The reasons are structural:

• Email requires SMTP infrastructure. You cannot receive email without a domain, an MX record, and a server listening on port 25. Standing that up for a test or a research experiment is expensive and slow.
• Inbox polling is not trivial. Reading from Gmail or Outlook programmatically requires OAuth flows, scope approvals, and token management — none of which are agent-friendly.

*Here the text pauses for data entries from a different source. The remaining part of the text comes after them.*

//! Per-slot compiled-output store with generation-guarded writes.

use serde::{Deserialize, Serialize};

use super::fingerprint::ContentHash;
use crate::language::{EditorId, Language};

// ============================================================================
// EditorCache
// ============================================================================

/// A slot's content unit plus its last successful compiled output.
///
/// Entries are built fully and swapped in whole; a partially written entry
/// never exists.
#[derive(Debug, Clone, PartialEq, Serialize, Deserialize)]
pub struct EditorCache {
    #[serde(default = "default_language")]
    pub language: Language,
    #[serde(default)]
    pub content: String,
    #[serde(default, skip_serializing_if = "Option::is_none")]
    pub content_url: Option<String>,
    #[serde(default)]
    pub compiled: String,
    /// Set when the content has unsaved edits relative to a shared snapshot.
    #[serde(default, skip_serializing_if = "Option::is_none")]
    pub modified: Option<String>,
}

impl Default for EditorCache {
    fn default() -> Self {
        Self {
            language: default_language(),
            content: String::new(),
            content_url: None,
            compiled: String::new(),
            modified: None,
        }
    }
}

fn default_language() -> Language {
    Language::from("html")
}

// ============================================================================
// CacheStore
// ============================================================================

#[derive(Debug, Clone)]
struct SlotEntry {
    cache: EditorCache,
    fingerprint: ContentHash,
    /// Generation that produced this entry; stale writes are rejected.
    generation: u64,
}

/// Content-addressed store of the last compiled output per slot, plus the
/// last assembled result.
#[derive(Debug, Default)]
pub struct CacheStore {
    slots: [Option<SlotEntry>; 3],
    /// Per-slot fingerprints at the last committed assembly.
    assembled: Option<[ContentHash; 3]>,
    result: String,
    style_only_update: bool,
}

impl CacheStore {
    pub fn new() -> Self {
        Self::default()
    }

    /// Cache hit: the stored entry for `slot` whose fingerprint matches.
    pub fn get(&self, slot: EditorId, fingerprint: &ContentHash) -> Option<&EditorCache> {
        self.slots[slot.index()]
            .as_ref()
            .filter(|entry| entry.fingerprint == *fingerprint)
            .map(|entry| &entry.cache)
    }

    /// Store a freshly compiled entry. Returns false (and drops the entry)
    /// when `generation` is older than the one already stored — a stale
    /// in-flight result must not overwrite a newer one.
    pub fn set(
        &mut self,
        slot: EditorId,
        generation: u64,
        fingerprint: ContentHash,
        cache: EditorCache,
    ) -> bool {
        let current = &mut self.slots[slot.index()];
        if let Some(existing) = current
            && generation < existing.generation
        {
            crate::debug!("cache"; "discarding stale {slot} result (gen {generation} < {})",
                existing.generation);
            return false;
        }
        *current = Some(SlotEntry {
            cache,
            fingerprint,
            generation,
        });
        true
    }

    /// Drop a slot's entry (language or content changed out from under it).
    pub fn invalidate(&mut self, slot: EditorId) {
        self.slots[slot.index()] = None;
    }

    /// The last successfully compiled entry for a slot, fingerprint match or
    /// not. Assembly uses this so a hung or failed compile never blanks the
    /// preview.
    pub fn last_good(&self, slot: EditorId) -> Option<&EditorCache> {
        self.slots[slot.index()].as_ref().map(|entry| &entry.cache)
    }

    /// Record a committed assembly and compute the style-only flag: true iff
    /// a previous assembly exists and the style slot is the only one whose
    /// fingerprint changed since.
    pub fn commit_assembly(&mut self, result: String) {
        let current = [
            self.slot_fingerprint(EditorId::Markup),
            self.slot_fingerprint(EditorId::Style),
            self.slot_fingerprint(EditorId::Script),
        ];
        self.style_only_update = match &self.assembled {
            Some(previous) => {
                previous[EditorId::Markup.index()] == current[EditorId::Markup.index()]
                    && previous[EditorId::Script.index()] == current[EditorId::Script.index()]
                    && previous[EditorId::Style.index()] != current[EditorId::Style.index()]
            }
            None => false,
        };
        self.assembled = Some(current);
        self.result = result;
    }

    pub fn result(&self) -> &str {
        &self.result
    }

    pub fn style_only_update(&self) -> bool {
        self.style_only_update
    }

    /// Restore a slot from a deserialized snapshot.
    pub fn restore_slot(&mut self, slot: EditorId, cache: EditorCache, fingerprint: ContentHash) {
        self.slots[slot.index()] = Some(SlotEntry {
            cache,
            fingerprint,
            generation: 0,
        });
    }

    pub(super) fn restore_result(&mut self, result: String, style_only_update: bool) {
        let current = [
            self.slot_fingerprint(EditorId::Markup),
            self.slot_fingerprint(EditorId::Style),
            self.slot_fingerprint(EditorId::Script),
        ];
        self.assembled = Some(current);
        self.result = result;
        self.style_only_update = style_only_update;
    }

    fn slot_fingerprint(&self, slot: EditorId) -> ContentHash {
        self.slots[slot.index()]
            .as_ref()
            .map_or_else(ContentHash::empty, |entry| entry.fingerprint)
    }
}

// ============================================================================
// Tests
// ============================================================================

#[cfg(test)]
mod tests {
    use super::*;

    fn hash(byte: u8) -> ContentHash {
        ContentHash::new([byte; 32])
    }

    fn entry(compiled: &str) -> EditorCache {
        EditorCache {
            language: Language::from("css"),
            content: compiled.to_string(),
            compiled: compiled.to_string(),
            ..EditorCache::default()
        }
    }

    #[test]
    fn get_requires_matching_fingerprint() {
        let mut store = CacheStore::new();
        store.set(EditorId::Style, 1, hash(1), entry("a{}"));

        assert!(store.get(EditorId::Style, &hash(1)).is_some());
        assert!(store.get(EditorId::Style, &hash(2)).is_none());
        assert!(store.get(EditorId::Markup, &hash(1)).is_none());
    }

    #[test]
    fn stale_generation_does_not_overwrite() {
        let mut store = CacheStore::new();
        assert!(store.set(EditorId::Script, 5, hash(5), entry("new")));
        // A compile started at generation 4 resolves late
        assert!(!store.set(EditorId::Script, 4, hash(4), entry("old")));

        let kept = store.last_good(EditorId::Script).unwrap();
        assert_eq!(kept.compiled, "new");
    }

    #[test]
    fn equal_generation_overwrites() {
        let mut store = CacheStore::new();
        assert!(store.set(EditorId::Script, 3, hash(1), entry("first")));
        assert!(store.set(EditorId::Script, 3, hash(2), entry("second")));
        assert_eq!(store.last_good(EditorId::Script).unwrap().compiled, "second");
    }

    #[test]
    fn invalidate_drops_entry() {
        let mut store = CacheStore::new();
        store.set(EditorId::Markup, 1, hash(1), entry("<p>"));
        store.invalidate(EditorId::Markup);
        assert!(store.last_good(EditorId::Markup).is_none());
    }

    #[test]
    fn first_assembly_is_never_style_only() {
        let mut store = CacheStore::new();
        store.set(EditorId::Style, 1, hash(1), entry("a{}"));
        store.commit_assembly("<html/>".into());
        assert!(!store.style_only_update());
    }

    #[test]
    fn style_only_change_sets_flag() {
        let mut store = CacheStore::new();
        store.set(EditorId::Markup, 1, hash(10), entry("<p>"));
        store.set(EditorId::Style, 1, hash(20), entry("a{}"));
        store.set(EditorId::Script, 1, hash(30), entry(";"));
        store.commit_assembly("v1".into());

        store.set(EditorId::Style, 2, hash(21), entry("b{}"));
        store.commit_assembly("v2".into());
        assert!(store.style_only_update());

        // A markup change on the next cycle clears it
        store.set(EditorId::Markup, 2, hash(11), entry("<q>"));
        store.commit_assembly("v3".into());
        assert!(!store.style_only_update());
    }
}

• Test emails pollute real inboxes. If you are testing a registration flow or an OTP retrieval workflow, you do not want noise in your production mailbox.
• Email confirmation flows break automation. Many web services require clicking a link in a verification email before an account becomes active. Agents have no good way to intercept that email on demand.
• Receiving email programmatically is non-trivial. There is no "email equivalent of fetch()." Email delivery is push-based, asynchronous, and requires infrastructure to receive.

For human users, temporary email services solve the throwaway inbox problem. But they are built for browsers, not APIs. They offer no programmatic access, no webhooks, no structured responses — nothing an agent can work with.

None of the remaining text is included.